Many, from futurists like Mathews and Wacker to
anthropologists such as Stephen Jay Gould, suggest that the arts and sciences
are natural partners. After all, both are pursuing the same goal: the expansion
of consciousness. Neurologists exploring the human brain support this notion
with physiological data: through the use of fMRI technology, it has been
documented that the arts in general, and music in particular, have a positive
affect on mental processing, appearing to enhance cognition in several ways. [A
post-WASBE- conference note: the July issue of the journal Nature
Neuroscience has many articles devoted to current investigations by
neuroscientists into the phenomenon of music.] With the assistance of
technology, artistic novices are doing things only dreamed of a few years
ago—composer Ted Machover’s Music Shapers, for example, allow young
children to create musical textures by manipulating fabric-covered balls. Could
it be that German painter Gerhard Richter was anticipating our future when he
proclaimed that “Art is our highest form of hope”?
Mystery
Let’s move our focus to mystery.
As the human brain grew into an organ with the unique
capacity for self-awareness through consciousness, we began to ponder the
fundamental mysteries provoked by our expanded minds—for example, where
did we come from, why are we here, and where are we going?—and then began
to communicate our musings to one another. It seems reasonable to suggest that
even if science eventually solves such complex riddles in a manner considered
definitive by all, human beings will continue to ask questions. We innately
crave mystery, perhaps because uncertainty is the root of creativity, and the
need to create is a universally shared trait. It has been said that creative
behavior solves problems and orders chaos, creativity is the antidote to
destruction, and that creation is a prime source of human realization.
Because creativity is vital to all human beings, and greatly
valued in today’s knowledge-based economies, I believe that there is a
bright future for the arts and arts education. However, I am compelled to argue
that all education in the arts must be aimed more directly toward the
cultivation of creativity, or risk becoming even more marginal, if not
eliminated altogether. A moment ago, I implied that it is entirely possible
that the arts will become more important to most people in the future—at
least to nurture the sensual parts of our being, if not as spiritual practice.
Such significance, however, would not necessarily mandate that formal education
in the arts be considered essential. At present, with mp3 files and the
world-wide-web’s facts and figures instantly available 24/7, many now
view the need for such instruction as superfluous. With that in mind, why not
make creativity a prime focus in music education?
Do most current models in band education promote creativity?
In other words, do we teach student performers to develop as improvisers,
composers, and arrangers, thereby cultivating their capacity to think in novel
ways? Or are we clinging to an anachronistic model of music education left over
from the era when the industrial-age assembly line was king?
Royalty
That thread leads us from mystery to royalty.

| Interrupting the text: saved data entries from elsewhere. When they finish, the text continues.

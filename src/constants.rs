//! Application constants loaded from `constants.ron` at compile time.
//!
//! The RON file is embedded via `include_str!` so the taxonomy and keyword
//! sets ship inside the binary. Parsed once on first access via `LazyLock`.

use serde::Deserialize;
use std::sync::LazyLock;

/// All tuneable application constants.
#[derive(Debug, Deserialize)]
pub struct Constants {
  /// Baseline taxonomy, in preferred display order.
  pub taxonomy: Vec<String>,
  /// Sentinel category that disables category filtering.
  pub all_category: String,
  /// Returned by detection when no keyword matches.
  pub fallback_category: String,
  /// Keyword sets per taxonomy category (everything except the sentinel).
  pub keywords: Vec<(String, Vec<String>)>,

  // YouTube
  pub thumbnail_template: String,
  pub youtube_api_base: String,
  pub backfill_concurrency: usize,

  // UI
  pub error_dismiss_secs: u64,
}

static CONSTANTS: LazyLock<Constants> = LazyLock::new(|| {
  // Safety: the RON file is embedded at compile time; if it's malformed this is a build-time error.
  ron::from_str(include_str!("../constants.ron")).expect("constants.ron must be valid RON (embedded at compile time)")
});

/// Returns a reference to the parsed application constants.
pub fn constants() -> &'static Constants {
  &CONSTANTS
}

#[cfg(test)]
mod tests {
  use super::*;

  #[test]
  fn taxonomy_starts_with_sentinel() {
    let c = constants();
    assert_eq!(c.taxonomy.first(), Some(&c.all_category));
    assert_eq!(c.taxonomy.len(), 6);
  }

  #[test]
  fn every_keyword_category_is_in_taxonomy() {
    let c = constants();
    for (category, words) in &c.keywords {
      assert!(c.taxonomy.contains(category), "{category} missing from taxonomy");
      assert!(!words.is_empty());
    }
    assert!(c.keywords.iter().all(|(name, _)| *name != c.all_category));
  }
}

Who are our music students? Do we secretly long to
“keep the best and shoot the rest” or are we willing to move
outside of that gilded box and toward a more egalitarian system that is open to
all? I am not suggesting that we abandon the modern wind ensemble; without question,
the select, well-trained wind band, playing music of depth, is a distinctive
and viable medium for musical expression. However, I am urging those of us
involved with music education to consider that occasionally relinquishing our
thrones to teach and coach small ensembles—ensembles freely comprised of
any available combination of instruments—alongside our elite wind
ensembles, may be a better way to engage more people in music education and, by
extension, the study of creativity.
This hybrid model of music education—what Randall
Allsup of Columbia University refers to as a “garage band model” of
learning music—carries the potential to bring into being an environment
more conducive to musical creativity—improvisation, arranging, and composition—than
does the milieu found in most traditional ensemble settings. It must be noted
that to realize the full potential of this sort of hybrid
model—especially its promise of attracting many students holding a wide
array of musical preferences—we would need to sanction musical practices
of all kinds, including popular styles, like rock and hip-hop, and music from
both locally indigenous and global cultural heritages, such as mariachi bands,
Polka bands, Chinese opera, and African drumming ensembles. To unconditionally
use this model, we might, at any given time, find ourselves helping members of
a wind quintet, a jazz combo, a Reggae band, and a group comprising violin,
saxophone, guitar, and conga drums to structure their improvisations into
compositions.
For many us, the prospect of such inclusiveness is
distasteful, for it seems to represent the antithesis of promoting wind band
music of great artistic merit. Barre Toelken asks us to consider that all art
exists in a spectrum ranging from “expressions in which community values
and aesthetics impinge upon the artist to expressions in which the artist
impinges upon the culture.” This view of art helps us to understand that
the range of musical practices, from folk music to finely crafted art music,
simply constitute different parts of the same strand. While we may not prefer
some of the music along that full spectrum of practices, it is essential to
recall that much of the art music we now treasure is strongly infused with
culture-specific references, musical snippets that mostly pass through our ears
completely unnoticed, because their long-past context is lost on us.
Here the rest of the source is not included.